病人と看病人 14
言い損う技術
言いそびれた言葉、言い損った言葉は強く印象に残る。「鼻だけはきれい」と言うのと「鼻もきれいね」と言ったのとでは違う。「鼻だけは」などと言われると、言われた方はちょっとこたえる。その上「鼻だけは、いいえ、鼻もおきれいでございます」などと言い直されたら、その「鼻だけは」の方が印象に残る。それも相手が取り消した以上、答めることも出来ない。しかし心の中にそういう動きがあったという事実は変わらない。
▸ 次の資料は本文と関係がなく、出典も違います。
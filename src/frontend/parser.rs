use tracing::debug;

use crate::{
    diagnostics::{Diagnostic, DiagnosticList},
    frontend::{
        SourceFile,
        ast::{
            Ast, BlockNode, CallNode, Declaration, Expression, ExpressionStatement, Field,
            FunctionNode, IdentifierNode, LiteralNode, NamedTuple, NodeId, ReturnNode, Statement,
            TypeNode,
        },
        token::{Keyword, Token, TokenKind},
    },
};

/// Recursive descent parser over a scanned token vector.
///
/// Panic mode occurs when the parser encounters an unknown token sequence
/// and needs to synchronize to a 'clean' state. When panic mode starts, the
/// base position is set to the current position. While in panic mode all
/// `err_*` calls are ignored, so one syntax error produces exactly one
/// diagnostic.
///
/// Functions which parse statements have a check at the top for panic mode
/// and return early with no node if set. Recovery rewinds to the base
/// position and seeks the next statement boundary.
#[derive(Debug)]
pub struct Parser<'src> {
    file: &'src SourceFile,
    tokens: Vec<Token>,
    pos: usize,
    next_node_id: u32,

    panic_mode: bool,
    base: usize,

    diagnostics: DiagnosticList,
}

impl<'src> Parser<'src> {
    pub fn new(file: &'src SourceFile, tokens: Vec<Token>) -> Self {
        Self {
            file,
            tokens,
            pos: 0,
            next_node_id: 0,
            panic_mode: false,
            base: 0,
            diagnostics: DiagnosticList::new(),
        }
    }

    pub fn parse(&mut self) -> Ast {
        let mut nodes = Vec::new();

        if self.tokens.is_empty() {
            return Ast { nodes };
        }

        // True if we found a pub keyword. Reset after every declaration.
        let mut public = false;

        while !self.eof() {
            match self.cur().kind {
                TokenKind::Eof => break,

                TokenKind::Newline => {
                    self.next();
                }

                TokenKind::Keyword(Keyword::Pub) => {
                    public = true;
                    self.next();
                }

                TokenKind::Keyword(Keyword::Func) => {
                    if let Some(function) = self.parse_function(public) {
                        nodes.push(Declaration::Function(function));
                    }

                    if self.panic_mode {
                        self.recover_top_level();
                    }

                    public = false;
                }

                _ => {
                    // Unrecoverable error
                    let token = self.cur().clone();
                    self.err_token(
                        &token,
                        format!("unknown top level statement, found '{}'", token.lexeme),
                    );
                    break;
                }
            }
        }

        debug!(
            declarations = nodes.len(),
            errors = self.num_errors(),
            "parsed {}",
            self.file.origin
        );

        Ast { nodes }
    }

    pub fn num_errors(&self) -> usize {
        self.diagnostics.len()
    }

    pub fn diagnostics(&self) -> &DiagnosticList {
        &self.diagnostics
    }

    pub fn into_diagnostics(self) -> DiagnosticList {
        self.diagnostics
    }

    /// func name(param type, ...) type { ... }
    fn parse_function(&mut self, public: bool) -> Option<FunctionNode> {
        self.next(); // Func keyword which is guaranteed by the caller

        let name = self.expect(TokenKind::Identifier);
        let params = self.parse_named_tuple()?;

        if self.matches(TokenKind::OpenBrace) {
            let token = self.cur().clone();
            self.err_token(&token, "expected return type");
        }

        let return_type = self.parse_type()?;
        let block = self.parse_block()?;

        if self.panic_mode {
            return None;
        }

        Some(FunctionNode {
            public,
            name,
            params,
            return_type,
            block,
        })
    }

    /// (name string, age int)
    fn parse_named_tuple(&mut self) -> Option<NamedTuple> {
        if self.panic_mode {
            return None;
        }

        let lparen = self.expect(TokenKind::OpenParen);

        if self.matches(TokenKind::CloseParen) {
            let rparen = self.consume();
            return Some(NamedTuple {
                lparen,
                fields: Vec::new(),
                rparen,
            });
        }

        let mut fields = Vec::new();

        while !self.eof_or_panic() {
            let name = self.expect(TokenKind::Identifier);
            let ty = self.parse_type()?;

            fields.push(Field { name, ty });

            if self.matches(TokenKind::CloseParen) {
                break;
            }

            self.expect(TokenKind::Comma);
        }

        if self.panic_mode {
            return None;
        }

        let rparen = self.consume(); // Close paren
        Some(NamedTuple {
            lparen,
            fields,
            rparen,
        })
    }

    fn parse_type(&mut self) -> Option<TypeNode> {
        if self.panic_mode {
            return None;
        }

        if self.matches(TokenKind::Newline) {
            let token = self.cur().clone();
            self.err_token(&token, "expected type");
            return None;
        }

        if let TokenKind::Primitive(kind) = self.cur().kind {
            let token = self.consume();
            return Some(TypeNode { kind, token });
        }

        let token = self.cur().clone();
        self.err_token(&token, "invalid type");
        None
    }

    /// { stmt... }
    fn parse_block(&mut self) -> Option<BlockNode> {
        if self.panic_mode {
            return None;
        }

        let lbrace = self.expect(TokenKind::OpenBrace);
        let mut stmts = Vec::new();

        while !self.eof() && !self.matches(TokenKind::CloseBrace) {
            if self.panic_mode {
                self.recover();

                if self.panic_mode {
                    // No statement boundary left to synchronize on
                    break;
                }

                continue;
            }

            if self.matches(TokenKind::Newline) {
                self.next();
                continue;
            }

            let Some(stmt) = self.parse_stmt() else {
                continue;
            };

            // A statement must be terminated by a newline or the end of the
            // enclosing block.
            if !self.matches(TokenKind::Newline) && !self.matches(TokenKind::CloseBrace) && !self.eof()
            {
                let from = self.cur().clone();
                self.goto_end_of_stmt();
                let to = self.prev().clone();
                self.err(&from, &to, "expected end of statement");
                continue;
            }

            stmts.push(stmt);
        }

        if self.panic_mode {
            return None;
        }

        let rbrace = self.expect(TokenKind::CloseBrace);

        if self.panic_mode {
            return None;
        }

        Some(BlockNode {
            id: self.create_node_id(),
            lbrace,
            stmts,
            rbrace,
        })
    }

    fn parse_stmt(&mut self) -> Option<Statement> {
        if self.panic_mode {
            return None;
        }

        match self.cur().kind {
            TokenKind::Keyword(Keyword::Return) => self.parse_return().map(Statement::Return),
            TokenKind::OpenBrace => self.parse_block().map(Statement::Block),
            _ => {
                let expr = self.parse_expression()?;
                Some(Statement::Expression(ExpressionStatement { expr }))
            }
        }
    }

    fn parse_return(&mut self) -> Option<ReturnNode> {
        let ret = self.consume(); // Return keyword is guaranteed

        // The expressionless form. The terminator is left for the block to
        // verify.
        if self.matches(TokenKind::Newline) || self.matches(TokenKind::CloseBrace) || self.eof() {
            return Some(ReturnNode { ret, expr: None });
        }

        let expr = self.parse_expression()?;
        Some(ReturnNode {
            ret,
            expr: Some(expr),
        })
    }

    /// expression -> equality
    /// equality   -> comparison
    /// comparison -> term
    /// term       -> factor
    /// factor     -> unary
    /// unary      -> call
    /// call       -> atom ( "(" ( expression ( "," expression )* )? ")" )*
    /// atom       -> IDENTIFIER | literal
    ///
    /// The ladder above `call` is reserved for the binary and unary
    /// operators; the scanner already produces their tokens.
    fn parse_expression(&mut self) -> Option<Expression> {
        self.parse_equality()
    }

    fn parse_equality(&mut self) -> Option<Expression> {
        self.parse_comparison()
    }

    fn parse_comparison(&mut self) -> Option<Expression> {
        self.parse_term()
    }

    fn parse_term(&mut self) -> Option<Expression> {
        self.parse_factor()
    }

    fn parse_factor(&mut self) -> Option<Expression> {
        self.parse_unary()
    }

    fn parse_unary(&mut self) -> Option<Expression> {
        self.parse_call()
    }

    fn parse_call(&mut self) -> Option<Expression> {
        // The callee must be higher precedence, anything lower would create
        // infinite recursion. Chained calls are handled by wrapping the
        // previous callee whenever another lparen follows.
        let mut callee = self.parse_atom()?;

        while self.matches(TokenKind::OpenParen) {
            let lparen = self.consume();
            let mut args = Vec::new();

            if !self.matches(TokenKind::CloseParen) {
                loop {
                    let expr = self.parse_expression()?;
                    args.push(expr);

                    if !self.matches(TokenKind::Comma) {
                        break;
                    }

                    self.next(); // Comma
                }

                if !self.matches(TokenKind::CloseParen) {
                    let token = self.cur().clone();
                    self.err_token(&token, "expected ) after argument list");
                    return None;
                }
            }

            let rparen = self.consume();
            callee = Expression::Call(CallNode {
                callee: Box::new(callee),
                lparen,
                args,
                rparen,
            });
        }

        Some(callee)
    }

    fn parse_atom(&mut self) -> Option<Expression> {
        if self.matches(TokenKind::Identifier) {
            let token = self.consume();
            return Some(Expression::Identifier(IdentifierNode {
                name: token.lexeme.clone(),
                token,
            }));
        }

        if self.cur().kind.is_literal() {
            let token = self.consume();
            return Some(Expression::Literal(LiteralNode {
                value: token.lexeme.clone(),
                token,
            }));
        }

        let token = self.consume();
        self.err_token(&token, "invalid expression");
        None
    }

    /// Enter panic mode and record a diagnostic underlining the token range
    /// from..to. Errors raised while already in panic mode are dropped.
    fn err(&mut self, from: &Token, to: &Token, message: impl Into<String>) {
        if self.panic_mode {
            return;
        }

        self.diagnostics
            .add(Diagnostic::span(self.file, &from.pos, &to.end_pos, message));

        self.panic_mode = true;
        self.base = self.pos;
    }

    fn err_token(&mut self, token: &Token, message: impl Into<String>) {
        self.err(token, token, message);
    }

    /// Recover from panic mode inside a block: rewind to the base position
    /// and seek the next statement boundary. Panic mode stays set when no
    /// boundary is left before EOF so enclosing parsers bail quietly.
    fn recover(&mut self) {
        self.pos = self.base;

        while !self.eof() {
            if self.cur().kind.starts_statement() {
                self.panic_mode = false;
                return;
            }

            self.next();
        }
    }

    /// Recover from panic mode at the top level by seeking the next
    /// declaration keyword.
    fn recover_top_level(&mut self) {
        self.pos = self.base;

        while !self.eof() {
            if matches!(
                self.cur().kind,
                TokenKind::Keyword(Keyword::Func | Keyword::Pub)
            ) {
                self.panic_mode = false;
                return;
            }

            self.next();
        }
    }

    fn goto_end_of_stmt(&mut self) {
        while !self.eof()
            && !self.matches(TokenKind::Newline)
            && !self.matches(TokenKind::CloseBrace)
        {
            self.next();
        }
    }

    fn create_node_id(&mut self) -> NodeId {
        let id = NodeId(self.next_node_id);
        self.next_node_id += 1;
        id
    }

    fn cur(&self) -> &Token {
        self.tokens
            .get(self.pos)
            .unwrap_or_else(|| self.tokens.last().unwrap())
    }

    fn prev(&self) -> &Token {
        let pos = self.pos.min(self.tokens.len() - 1);
        &self.tokens[pos.saturating_sub(1)]
    }

    // Shorthand for self.cur().kind == kind
    fn matches(&self, kind: TokenKind) -> bool {
        self.cur().kind == kind
    }

    fn next(&mut self) {
        self.pos += 1;
    }

    // Same as next but also returns the token it consumed.
    fn consume(&mut self) -> Token {
        let token = self.cur().clone();
        self.next();
        token
    }

    /// Consume the current token, raising an error if it is not of the
    /// expected kind.
    fn expect(&mut self, kind: TokenKind) -> Token {
        let token = self.consume();

        if token.kind != kind {
            self.err_token(&token, format!("expected {kind}"));
        }

        token
    }

    fn eof(&self) -> bool {
        self.pos >= self.tokens.len() || self.cur().eof
    }

    fn eof_or_panic(&self) -> bool {
        self.eof() || self.panic_mode
    }
}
言葉を取り消したとしても、相手の心の中のその動きまで取り消し得たかというと、それは判らない。
そういう言い損いは、それ自体とても困ることが多いが、連想を体が感じている実際の感覚と分離させる場合には、この言い損ないという方法は、相手の眠っている眼を開かせ、技術として使えば重要な役目をする。
例えぱ看病人が正直に「イイエ何でもないですよ。絆創膏を貼ってこうしておけば大丈夫」などと言っても駄目な場合がある。また「癌などと言っていませんよ、お医者さんは」などと言ったら「癌である」と言うようなもので、「癌じゃないですよ」などと言うのより、もっと強烈である。「絶対に癌などとは言いませんでしたよ」と、強く否定すればするほど肯定することになる。
子供に、こう言っている人がある。「絶対にお前は馬鹿じゃない」と。そのような断言は逆の連想を呼び起こす。「ではない」という否定をを何度言い直したところで、言い直す毎に、それは逆の作用を強くし、逆に本心を出してしてしまう。